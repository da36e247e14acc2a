//! Line-oriented publisher.
//!
//! Writes each message as `topic<TAB>payload` followed by a newline. Used by
//! the CLI as a dry-run transport and for piping events into another tool.

use std::io::{self, Write};
use std::sync::Arc;

use parking_lot::Mutex;
use tracing::debug;

use profiler_core::errors::TransportError;
use profiler_settings::BrokerSettings;

use crate::publisher::{BrokerConnector, Publisher};

/// Publisher writing one line per message to `W`.
pub struct LinePublisher<W> {
    writer: Mutex<W>,
}

impl<W: Write> LinePublisher<W> {
    /// Wrap a writer.
    pub fn new(writer: W) -> Self {
        Self {
            writer: Mutex::new(writer),
        }
    }

    /// Unwrap the writer.
    pub fn into_inner(self) -> W {
        self.writer.into_inner()
    }
}

impl<W: Write + Send> Publisher for LinePublisher<W> {
    fn publish(&self, topic: &str, payload_json: &str) -> Result<(), TransportError> {
        let mut writer = self.writer.lock();
        writeln!(writer, "{topic}\t{payload_json}")
            .and_then(|()| writer.flush())
            .map_err(|e| TransportError::Publish {
                topic: topic.to_owned(),
                reason: e.to_string(),
            })
    }
}

/// Connector producing a [`LinePublisher`] on stdout.
#[derive(Clone, Copy, Debug, Default)]
pub struct StdoutConnector;

impl BrokerConnector for StdoutConnector {
    fn connect(
        &self,
        broker: &BrokerSettings,
        run_topic: &str,
    ) -> Result<Arc<dyn Publisher>, TransportError> {
        debug!(
            run_topic,
            mqtt_config = ?broker.mqtt_config_path,
            s3_config = ?broker.s3_config_path,
            "writing events to stdout instead of a broker"
        );
        Ok(Arc::new(LinePublisher::new(io::stdout())))
    }
}
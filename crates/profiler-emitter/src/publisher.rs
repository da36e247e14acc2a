//! Broker client contract.
//!
//! The broker transport (connection management, retries, auth, object-store
//! offload) lives outside this crate. The emitter only needs a way to open a
//! client for a run and a synchronous publish call on it.

use std::sync::Arc;

use profiler_core::errors::TransportError;
use profiler_settings::BrokerSettings;

/// A connected broker client.
///
/// Shared by every thread that emits events, so implementations must accept
/// concurrent `publish` calls. Ordering across concurrent callers is up to
/// the transport.
pub trait Publisher: Send + Sync {
    /// Publish a JSON payload on `topic`. Blocks for as long as the
    /// transport does.
    fn publish(&self, topic: &str, payload_json: &str) -> Result<(), TransportError>;
}

/// Opens a [`Publisher`] for a run.
pub trait BrokerConnector: Send + Sync {
    /// Connect using `broker` parameters, bound to the run topic `run_topic`.
    fn connect(
        &self,
        broker: &BrokerSettings,
        run_topic: &str,
    ) -> Result<Arc<dyn Publisher>, TransportError>;
}

impl<F> BrokerConnector for F
where
    F: Fn(&BrokerSettings, &str) -> Result<Arc<dyn Publisher>, TransportError> + Send + Sync,
{
    fn connect(
        &self,
        broker: &BrokerSettings,
        run_topic: &str,
    ) -> Result<Arc<dyn Publisher>, TransportError> {
        self(broker, run_topic)
    }
}
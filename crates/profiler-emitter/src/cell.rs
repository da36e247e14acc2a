//! Lazily constructed, process-lifetime emitter slot.
//!
//! The composition root owns one [`EmitterCell`] and passes it (or the
//! emitter it yields) to whatever needs to report events. The first
//! successful [`EmitterCell::get_or_create`] builds the emitter; every later
//! call returns the same instance and ignores its arguments.
//!
//! Construction is double-checked: a lock-free [`OnceLock`] read serves the
//! ready state, and a mutex serializes the fallible check-and-create so at
//! most one broker connection is ever opened. A failed construction leaves
//! the cell empty and the next caller tries again.

use std::sync::{Arc, OnceLock};

use parking_lot::Mutex;
use tracing::debug;

use profiler_core::errors::{ProfilerError, TransportError};
use profiler_settings::{ProfilerSettings, RunConfig};

use crate::emitter::ProfilerEventEmitter;
use crate::publisher::BrokerConnector;

/// Holder for the single [`ProfilerEventEmitter`] of a process.
#[derive(Debug, Default)]
pub struct EmitterCell {
    emitter: OnceLock<Arc<ProfilerEventEmitter>>,
    init_lock: Mutex<()>,
}

impl EmitterCell {
    /// An empty cell.
    pub fn new() -> Self {
        Self::default()
    }

    /// The emitter, if it has been constructed.
    pub fn get(&self) -> Option<Arc<ProfilerEventEmitter>> {
        self.emitter.get().cloned()
    }

    /// Whether the emitter has been constructed.
    pub fn is_ready(&self) -> bool {
        self.emitter.get().is_some()
    }

    /// Return the emitter, connecting it from `config` on first use.
    pub fn get_or_create(
        &self,
        config: &RunConfig,
        connector: &dyn BrokerConnector,
    ) -> Result<Arc<ProfilerEventEmitter>, TransportError> {
        self.get_or_try_init(|| ProfilerEventEmitter::connect(config, connector))
    }

    /// Like [`get_or_create`](Self::get_or_create), but validates raw settings
    /// on first use. Identity errors surface here, before any connection is
    /// attempted; once the emitter exists `settings` is not looked at.
    pub fn get_or_create_from_settings(
        &self,
        settings: &ProfilerSettings,
        connector: &dyn BrokerConnector,
    ) -> Result<Arc<ProfilerEventEmitter>, ProfilerError> {
        self.get_or_try_init(|| -> Result<_, ProfilerError> {
            let config = settings.to_run_config()?;
            Ok(ProfilerEventEmitter::connect(&config, connector)?)
        })
    }

    fn get_or_try_init<E>(
        &self,
        init: impl FnOnce() -> Result<ProfilerEventEmitter, E>,
    ) -> Result<Arc<ProfilerEventEmitter>, E> {
        if let Some(emitter) = self.emitter.get() {
            return Ok(Arc::clone(emitter));
        }

        let _guard = self.init_lock.lock();
        if let Some(emitter) = self.emitter.get() {
            debug!("emitter constructed by a concurrent caller");
            return Ok(Arc::clone(emitter));
        }

        let emitter = Arc::new(init()?);
        Ok(Arc::clone(self.emitter.get_or_init(|| emitter)))
    }
}
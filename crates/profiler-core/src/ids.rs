//! Run and edge identifiers.

use std::fmt;
use std::num::ParseIntError;
use std::str::FromStr;

use serde::{Deserialize, Serialize};

/// Identifier of a distributed run.
///
/// Launchers hand this out either as a number or as an opaque string. The
/// original JSON form is kept so the `run_id` field on the wire matches what
/// the run was configured with.
#[derive(Clone, Debug, Hash, Eq, PartialEq, Serialize, Deserialize)]
#[serde(untagged)]
pub enum RunId {
    /// Numeric run id (`"runId": 42`).
    Numeric(i64),
    /// String run id (`"runId": "r1"`).
    Text(String),
}

impl RunId {
    /// Parse a run id from text, preferring the numeric form.
    ///
    /// Used for values that arrive untyped (environment variables, CLI flags).
    pub fn parse_lossy(s: &str) -> Self {
        s.parse::<i64>()
            .map_or_else(|_| Self::Text(s.to_owned()), Self::Numeric)
    }
}

impl fmt::Display for RunId {
    fn fmt(&self, f: &mut fmt::Formatter<'_>) -> fmt::Result {
        match self {
            Self::Numeric(n) => write!(f, "{n}"),
            Self::Text(s) => f.write_str(s),
        }
    }
}

impl From<i64> for RunId {
    fn from(n: i64) -> Self {
        Self::Numeric(n)
    }
}

impl From<&str> for RunId {
    fn from(s: &str) -> Self {
        Self::Text(s.to_owned())
    }
}

impl From<String> for RunId {
    fn from(s: String) -> Self {
        Self::Text(s)
    }
}

/// Identifier of a participant (coordinator or client) within a run.
#[derive(Clone, Copy, Debug, Default, Hash, Eq, PartialEq, Ord, PartialOrd, Serialize, Deserialize)]
#[serde(transparent)]
pub struct EdgeId(i64);

impl EdgeId {
    /// Edge id a coordinator reports when no server id is configured.
    pub const COORDINATOR_DEFAULT: Self = Self(0);

    /// Wrap a raw edge id.
    pub const fn new(id: i64) -> Self {
        Self(id)
    }

    /// The raw integer value.
    pub const fn get(self) -> i64 {
        self.0
    }
}

impl fmt::Display for EdgeId {
    fn fmt(&self, f: &mut fmt::Formatter<'_>) -> fmt::Result {
        write!(f, "{}", self.0)
    }
}

impl From<i64> for EdgeId {
    fn from(id: i64) -> Self {
        Self(id)
    }
}

impl FromStr for EdgeId {
    type Err = ParseIntError;
    fn from_str(s: &str) -> Result<Self, Self::Err> {
        s.trim().parse().map(Self)
    }
}
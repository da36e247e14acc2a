//! Error hierarchy for the profiler.
//!
//! - [`ConfigError`]: identity fields missing or malformed for the caller's rank.
//!   Raised before any publish is attempted.
//! - [`TransportError`]: broker connection or publish failure. Never retried here.
//! - [`ProfilerError`]: union of the two, returned where both can occur.

use thiserror::Error;

/// Run configuration could not be turned into an identity.
#[derive(Clone, Debug, PartialEq, Eq, Error)]
pub enum ConfigError {
    /// No run id was configured.
    #[error("run_id is required")]
    MissingRunId,
    /// Rank was negative.
    #[error("rank must be non-negative, got {0}")]
    InvalidRank(i64),
    /// A participant rank had no client id list.
    #[error("client_id_list is required for rank {rank}")]
    MissingClientIdList {
        /// Rank of the participant.
        rank: i64,
    },
    /// The client id list decoded to zero entries.
    #[error("client_id_list is empty")]
    EmptyClientIdList,
    /// The client id list could not be decoded.
    #[error("client_id_list is malformed: {0}")]
    MalformedClientIdList(String),
}

/// Failure reported by the broker transport.
#[derive(Debug, Error)]
pub enum TransportError {
    /// The broker connection could not be opened.
    #[error("failed to connect to broker: {0}")]
    Connect(String),
    /// A publish call failed.
    #[error("publish to {topic} failed: {reason}")]
    Publish {
        /// Topic the message was addressed to.
        topic: String,
        /// Transport-supplied reason.
        reason: String,
    },
    /// The payload could not be serialized.
    #[error("failed to serialize event payload: {0}")]
    Serialization(#[from] serde_json::Error),
}

/// Any error the profiler can surface to a caller.
#[derive(Debug, Error)]
pub enum ProfilerError {
    /// Configuration error.
    #[error(transparent)]
    Config(#[from] ConfigError),
    /// Transport error.
    #[error(transparent)]
    Transport(#[from] TransportError),
}

impl ProfilerError {
    /// Short classification string for logging.
    pub fn error_kind(&self) -> &'static str {
        match self {
            Self::Config(_) => "configuration",
            Self::Transport(TransportError::Connect(_)) => "connect",
            Self::Transport(TransportError::Publish { .. }) => "publish",
            Self::Transport(TransportError::Serialization(_)) => "serialization",
        }
    }
}

/// Result type for profiler operations.
pub type Result<T> = std::result::Result<T, ProfilerError>;
//! Edge identity resolution.
//!
//! Rank 0 is the coordinator: its edge id comes from configuration
//! (`server_id`) and falls back to `0`. Every other rank is a participant
//! whose edge id is the first entry of the client id list the coordinator
//! assigned. The raw fields are converted into a [`Role`] once, when the run
//! configuration is loaded.

use serde::{Deserialize, Serialize};
use serde_json::Value;

use crate::errors::ConfigError;
use crate::ids::EdgeId;

/// Client id assignment as it appears in run configuration.
///
/// Launchers pass the list JSON-encoded inside a string (`"[9,10]"`);
/// settings files may also carry it as a plain array. Entries are only
/// checked by [`decode`](Self::decode), so both forms fail the same way.
#[derive(Clone, Debug, PartialEq, Serialize, Deserialize)]
#[serde(untagged)]
pub enum ClientIdList {
    /// Native JSON array.
    Array(Vec<Value>),
    /// JSON array encoded in a string.
    Encoded(String),
}

impl ClientIdList {
    /// Decode into an ordered list of ids.
    pub fn decode(&self) -> Result<Vec<EdgeId>, ConfigError> {
        match self {
            Self::Array(entries) => entries.iter().map(edge_id_entry).collect(),
            Self::Encoded(raw) => {
                let entries: Vec<Value> = serde_json::from_str(raw.trim())
                    .map_err(|e| ConfigError::MalformedClientIdList(format!("{raw:?}: {e}")))?;
                entries.iter().map(edge_id_entry).collect()
            }
        }
    }
}

impl From<Vec<EdgeId>> for ClientIdList {
    fn from(ids: Vec<EdgeId>) -> Self {
        Self::Array(ids.into_iter().map(|id| Value::from(id.get())).collect())
    }
}

fn edge_id_entry(entry: &Value) -> Result<EdgeId, ConfigError> {
    entry
        .as_i64()
        .map(EdgeId::new)
        .ok_or_else(|| ConfigError::MalformedClientIdList(format!("{entry} is not an integer id")))
}

/// Role of this process within the run.
#[derive(Clone, Debug, PartialEq, Eq)]
pub enum Role {
    /// Rank 0.
    Coordinator {
        /// Configured server id, if any.
        server_id: Option<EdgeId>,
    },
    /// Any rank other than 0. `client_ids` is non-empty.
    Participant {
        /// Ids assigned by the coordinator, in order.
        client_ids: Vec<EdgeId>,
    },
}

impl Role {
    /// Classify a process by rank.
    ///
    /// `server_id` is only consulted for rank 0 and `client_id_list` only for
    /// other ranks.
    pub fn from_rank(
        rank: i64,
        server_id: Option<EdgeId>,
        client_id_list: Option<&ClientIdList>,
    ) -> Result<Self, ConfigError> {
        match rank {
            r if r < 0 => Err(ConfigError::InvalidRank(r)),
            0 => Ok(Self::Coordinator { server_id }),
            _ => {
                let list = client_id_list.ok_or(ConfigError::MissingClientIdList { rank })?;
                Self::participant(list.decode()?)
            }
        }
    }

    /// Build a participant role, rejecting an empty assignment.
    pub fn participant(client_ids: Vec<EdgeId>) -> Result<Self, ConfigError> {
        if client_ids.is_empty() {
            return Err(ConfigError::EmptyClientIdList);
        }
        Ok(Self::Participant { client_ids })
    }

    /// Whether this process is the coordinator.
    pub const fn is_coordinator(&self) -> bool {
        matches!(self, Self::Coordinator { .. })
    }

    /// Edge id this process reports under.
    pub fn edge_id(&self) -> EdgeId {
        match self {
            Self::Coordinator { server_id } => server_id.unwrap_or(EdgeId::COORDINATOR_DEFAULT),
            // non-empty by construction
            Self::Participant { client_ids } => client_ids.first().copied().unwrap_or_default(),
        }
    }
}

/// Resolve the edge id for a process straight from raw configuration fields.
pub fn resolve_edge_id(
    rank: i64,
    server_id: Option<EdgeId>,
    client_id_list: Option<&ClientIdList>,
) -> Result<EdgeId, ConfigError> {
    Role::from_rank(rank, server_id, client_id_list).map(|role| role.edge_id())
}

◇ ◇ ◇ ◇ ◇

## DIRECTIONS FOR THIS TASK
Pick every line of the data that includes the string "ProfilerSettings".

## THE COMPLETED TASK
use profiler_settings::{ProfilerSettings, RunConfig};
        settings: &ProfilerSettings,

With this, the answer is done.